Yes, the warning is to the covenant community. The writer of Hebrews was addressing the covenant community and warning them about falling into unbelief as Israel did under the Old covenant. Not all members of the visible church are in a state of saving grace. If those who profess faith in Christ and fall into unbelief they are worse off than those who have never heard the gospel.


----------



## Jimmy the Greek (May 15, 2008)

There certainly seems to be a sense in which members of the visible church are indeed "sanctified" or "set apart" even though they may be only outward professors.

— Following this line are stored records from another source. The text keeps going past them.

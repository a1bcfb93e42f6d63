use std::time::Duration;

use crate::probe::WorkerSizing;

pub const DEFAULT_FETCH_TIMEOUT: Duration = Duration::from_secs(5);
pub const DEFAULT_PROBE_TIMEOUT: Duration = Duration::from_secs(3);

/// DOCTYPE declarations sit at the start of a document.
pub const DEFAULT_VERSION_PREFIX: usize = 2048;

pub const DEFAULT_MAX_REDIRECTS: usize = 5;

pub const DEFAULT_USER_AGENT: &str = concat!("pagescan/", env!("CARGO_PKG_VERSION"));

#[derive(Debug, Clone)]
pub struct AnalyzerConfig {
    pub fetch_timeout: Duration,
    pub probe_timeout: Duration,
    pub version_prefix: usize,
    pub max_redirects: usize,
    pub user_agent: String,
    pub worker_sizing: WorkerSizing,
}

impl Default for AnalyzerConfig {
    fn default() -> Self {
        Self {
            fetch_timeout: DEFAULT_FETCH_TIMEOUT,
            probe_timeout: DEFAULT_PROBE_TIMEOUT,
            version_prefix: DEFAULT_VERSION_PREFIX,
            max_redirects: DEFAULT_MAX_REDIRECTS,
            user_agent: DEFAULT_USER_AGENT.to_string(),
            worker_sizing: WorkerSizing::default(),
        }
    }
}
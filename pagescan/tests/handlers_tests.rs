use pagescan::handlers::*;
use pagescan_analyzer::{
    AnalysisResult, AnalyzeError, CancellationToken, Link, LinkSummary, LinkType, WorkerSizing,
};
use std::collections::BTreeMap;
use std::time::Duration;
use wiremock::{
    Mock, MockServer, ResponseTemplate,
    matchers::{method, path},
};

fn sample_result() -> AnalysisResult {
    let mut headings = BTreeMap::new();
    headings.insert("h1".to_string(), 1);
    headings.insert("h2".to_string(), 3);

    let links = vec![
        Link {
            link_type: LinkType::Internal,
            url: "https://example.com/about".to_string(),
            accessible: true,
        },
        Link {
            link_type: LinkType::External,
            url: "https://other.org/".to_string(),
            accessible: false,
        },
    ];

    AnalysisResult {
        html_version: "HTML5".to_string(),
        title: "Example Domain".to_string(),
        headings,
        link_summary: Some(LinkSummary::from_links(links)),
        has_login_form: true,
        errors: vec![],
    }
}

#[test]
fn test_report_format_parsing() {
    assert_eq!("text".parse::<ReportFormat>(), Ok(ReportFormat::Text));
    assert_eq!("JSON".parse::<ReportFormat>(), Ok(ReportFormat::Json));
    assert!("xml".parse::<ReportFormat>().is_err());
}

#[test]
fn test_worker_sizing_from_options() {
    assert_eq!(worker_sizing(None), WorkerSizing::SqrtScaled);
    assert_eq!(worker_sizing(Some(4)), WorkerSizing::Capped(4));
    assert_eq!(worker_sizing(Some(0)), WorkerSizing::Capped(1));
}

#[test]
fn test_build_analyzer_applies_options() {
    let mut options = AnalyzeOptions::new("https://example.com");
    options.fetch_timeout = Duration::from_secs(9);
    options.probe_timeout = Duration::from_secs(2);
    options.max_probe_workers = Some(8);

    let analyzer = build_analyzer(&options).unwrap();
    let config = analyzer.config();
    assert_eq!(config.fetch_timeout, Duration::from_secs(9));
    assert_eq!(config.probe_timeout, Duration::from_secs(2));
    assert_eq!(config.worker_sizing, WorkerSizing::Capped(8));
}

#[test]
fn test_text_report_contents() {
    colored::control::set_override(false);

    let report = generate_text_report(&sample_result(), "https://example.com");
    assert!(report.contains("# Page: https://example.com"));
    assert!(report.contains("HTML version: HTML5"));
    assert!(report.contains("Title: Example Domain"));
    assert!(report.contains("Login form: yes"));
    assert!(report.contains("h1: 1"));
    assert!(report.contains("h2: 3"));
    assert!(report.contains("Total: 2  Internal: 1  External: 1"));
    assert!(report.contains("Accessible: 1  Inaccessible: 1"));
    assert!(report.contains("https://other.org/"));
    assert!(!report.contains("# Errors:"));
}

#[test]
fn test_text_report_lists_errors_and_missing_links() {
    colored::control::set_override(false);

    let result = AnalysisResult {
        html_version: "Unknown".to_string(),
        errors: vec!["no links available".to_string()],
        ..AnalysisResult::default()
    };

    let report = generate_text_report(&result, "https://example.com");
    assert!(report.contains("# Headings:\n  (none)"));
    assert!(report.contains("# Links:\n  (none)"));
    assert!(report.contains("# Errors:"));
    assert!(report.contains("no links available"));
}

#[test]
fn test_json_report_shape() {
    let report = generate_report(&sample_result(), "https://example.com", ReportFormat::Json)
        .unwrap();
    let value: serde_json::Value = serde_json::from_str(&report).unwrap();

    assert_eq!(value["HtmlVersion"], "HTML5");
    assert_eq!(value["PageTitle"], "Example Domain");
    assert_eq!(value["Headings"]["h2"], 3);
    assert_eq!(value["HasLoginForm"], true);
    assert_eq!(value["LinkSummary"]["InternalLinks"], 1);
    assert_eq!(value["LinkSummary"]["Links"][1]["LinkType"], "external");
    assert_eq!(value["Errors"].as_array().unwrap().len(), 0);
}

#[tokio::test]
async fn test_execute_analysis_end_to_end() {
    let mock_server = MockServer::start().await;

    Mock::given(method("GET"))
        .and(path("/"))
        .respond_with(
            ResponseTemplate::new(200)
                .set_body_raw(
                    r#"<!DOCTYPE html><html><head><title>Home</title></head>
                    <body><h1>Hi</h1><a href="/next">next</a></body></html>"#,
                    "text/html",
                ),
        )
        .mount(&mock_server)
        .await;

    Mock::given(method("HEAD"))
        .and(path("/next"))
        .respond_with(ResponseTemplate::new(200))
        .expect(1)
        .mount(&mock_server)
        .await;

    let mut options = AnalyzeOptions::new(mock_server.uri());
    options.max_probe_workers = Some(2);

    let result = execute_analysis(&options, &CancellationToken::new())
        .await
        .unwrap();

    assert_eq!(result.title, "Home");
    assert_eq!(result.headings.get("h1"), Some(&1));
    let summary = result.link_summary.unwrap();
    assert_eq!(summary.internal, 1);
    assert_eq!(summary.accessible, 1);
}

#[tokio::test]
async fn test_execute_analysis_reports_invalid_url() {
    let options = AnalyzeOptions::new("ftp://example.com/file");
    let err = execute_analysis(&options, &CancellationToken::new())
        .await
        .unwrap_err();
    assert!(matches!(err, AnalyzeError::InvalidUrl(_)));
}
use thiserror::Error;

/// Failures that abort an analysis before any extractor runs.
#[derive(Error, Debug)]
pub enum AnalyzeError {
    #[error("Invalid URL: {0}")]
    InvalidUrl(String),

    #[error("HTTP request failed: {0}")]
    HttpError(#[from] reqwest::Error),

    #[error("Failed to reach URL: HTTP {status}")]
    Unreachable { status: u16 },

    #[error("Invalid response content type: {actual}")]
    InvalidContentType { actual: String },

    #[error("Parse error: {0}")]
    ParseError(String),

    #[error("Analysis cancelled")]
    Cancelled,
}

/// A single extractor's failure. Recorded into `AnalysisResult::errors`,
/// never fatal for the request.
#[derive(Error, Debug, Clone, PartialEq, Eq)]
pub enum ExtractionError {
    #[error("empty HTML snippet")]
    EmptyInput,

    #[error("no links available")]
    NoLinks,

    #[error("{task} cancelled")]
    Cancelled { task: &'static str },

    #[error("{task} task failed: {reason}")]
    Panicked { task: &'static str, reason: String },
}

pub type Result<T> = std::result::Result<T, AnalyzeError>;
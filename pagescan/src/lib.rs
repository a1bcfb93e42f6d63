pub mod handlers;

// Re-export commonly used handler functions for convenience
pub use handlers::{
    AnalyzeOptions, ReportFormat, build_analyzer, execute_analysis, generate_report,
    generate_text_report,
};
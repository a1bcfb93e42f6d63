use crate::error::{AnalyzeError, Result};
use reqwest::{Client, StatusCode, header::CONTENT_TYPE};
use std::time::Duration;
use tracing::{debug, warn};
use url::Url;

/// Checks that `raw` is an absolute http(s) URL with a host.
pub fn validate_url(raw: &str) -> Result<Url> {
    let raw = raw.trim();
    if raw.is_empty() {
        return Err(AnalyzeError::InvalidUrl("empty URL".to_string()));
    }

    let url = Url::parse(raw).map_err(|e| AnalyzeError::InvalidUrl(format!("{}: {}", raw, e)))?;

    if !matches!(url.scheme(), "http" | "https") {
        return Err(AnalyzeError::InvalidUrl(format!(
            "{}: unsupported scheme '{}'",
            raw,
            url.scheme()
        )));
    }

    if url.host_str().is_none_or(str::is_empty) {
        return Err(AnalyzeError::InvalidUrl(format!("{}: missing host", raw)));
    }

    Ok(url)
}

/// Fetches the page body, rejecting anything that is not a 200 HTML response.
pub async fn fetch_page(client: &Client, url: &Url, timeout: Duration) -> Result<Vec<u8>> {
    debug!("Fetching {}", url);

    let response = client.get(url.clone()).timeout(timeout).send().await?;

    let status = response.status();
    if status != StatusCode::OK {
        warn!("Failed to reach {}: HTTP {}", url, status.as_u16());
        return Err(AnalyzeError::Unreachable {
            status: status.as_u16(),
        });
    }

    let content_type = response
        .headers()
        .get(CONTENT_TYPE)
        .and_then(|v| v.to_str().ok())
        .unwrap_or_default()
        .to_string();

    if !is_html(&content_type) {
        warn!("Rejecting {}: content type '{}'", url, content_type);
        return Err(AnalyzeError::InvalidContentType {
            actual: content_type,
        });
    }

    let body = response.bytes().await?;
    debug!("Fetched {} bytes from {}", body.len(), url);
    Ok(body.to_vec())
}

fn is_html(content_type: &str) -> bool {
    content_type.to_ascii_lowercase().contains("text/html")
}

Just as children of believing parents are "sanctified" without necessarily being regenerate.

So, in the Hebrews text, this is not speaking of true believers who might subsequently lose their salvation.


----------



## MOSES (May 15, 2008)

I hate to put in a "preterist" interpretation of this verse...but..
in my opinion, this does have to do with apostasy of those *in that day *who did not come "outside the city". They willfully kept on sinning in remaining attached to the shadow, trampling under foot the Son of God.



> 27but a terrifying expectation of (C)judgment and (D)THE FURY OF A FIRE WHICH WILL CONSUME THE ADVERSARIES.



They were consumed in 70ad in the fiery furnace of Jerusalem...this apostle, and Christ himself called his people out of her and warned them.


----------



## Wannabee (May 15, 2008)

Consider Hebrews 6
4 For it is impossible for those who were once enlightened, and have tasted of the heavenly gift, and were made partakers of the Holy Ghost, 
5 And have tasted the good word of God, and the powers of the world to come, 
6 If they shall fall away, to renew them again unto repentance; seeing they crucify to themselves the Son of God afresh, and put him to an open shame. 
7 For the earth which drinketh in the rain that cometh oft upon it, and bringeth forth herbs meet for them by whom it is dressed, receiveth blessing from God: 
8 But that which beareth thorns and briers is rejected, and is nigh unto cursing; whose end is to be burned.


----------



## Iconoclast (May 15, 2008)

Hebrews is written during the transitional period from OT types, to Nt realities.
Some who may have even believed in part in some of the promises were in danger of failing to move on and embrace the Lord Jesus Christ ,the fullness of His person and work.
The other posts are getting at this truth. 70 ad was a fulfillment of the covenant curses of Deut.28-32/ as outlined by Jesus in Matthew 20-25.
The final judgment of the last day {White throne judgment} has not taken place, however the last day of the OC. economy has.


> 14For ye, brethren, became followers of the churches of God which in Judaea are in Christ Jesus: for ye also have suffered like things of your own countrymen, even as they have of the Jews:
> 
> 15Who both killed the Lord Jesus, and their own prophets, and have persecuted us; and they please not God, and are contrary to all men:
> 
> 16Forbidding us to speak to the Gentiles that they might be saved, to fill up their sins alway: for the wrath is come upon them to the uttermost.


----------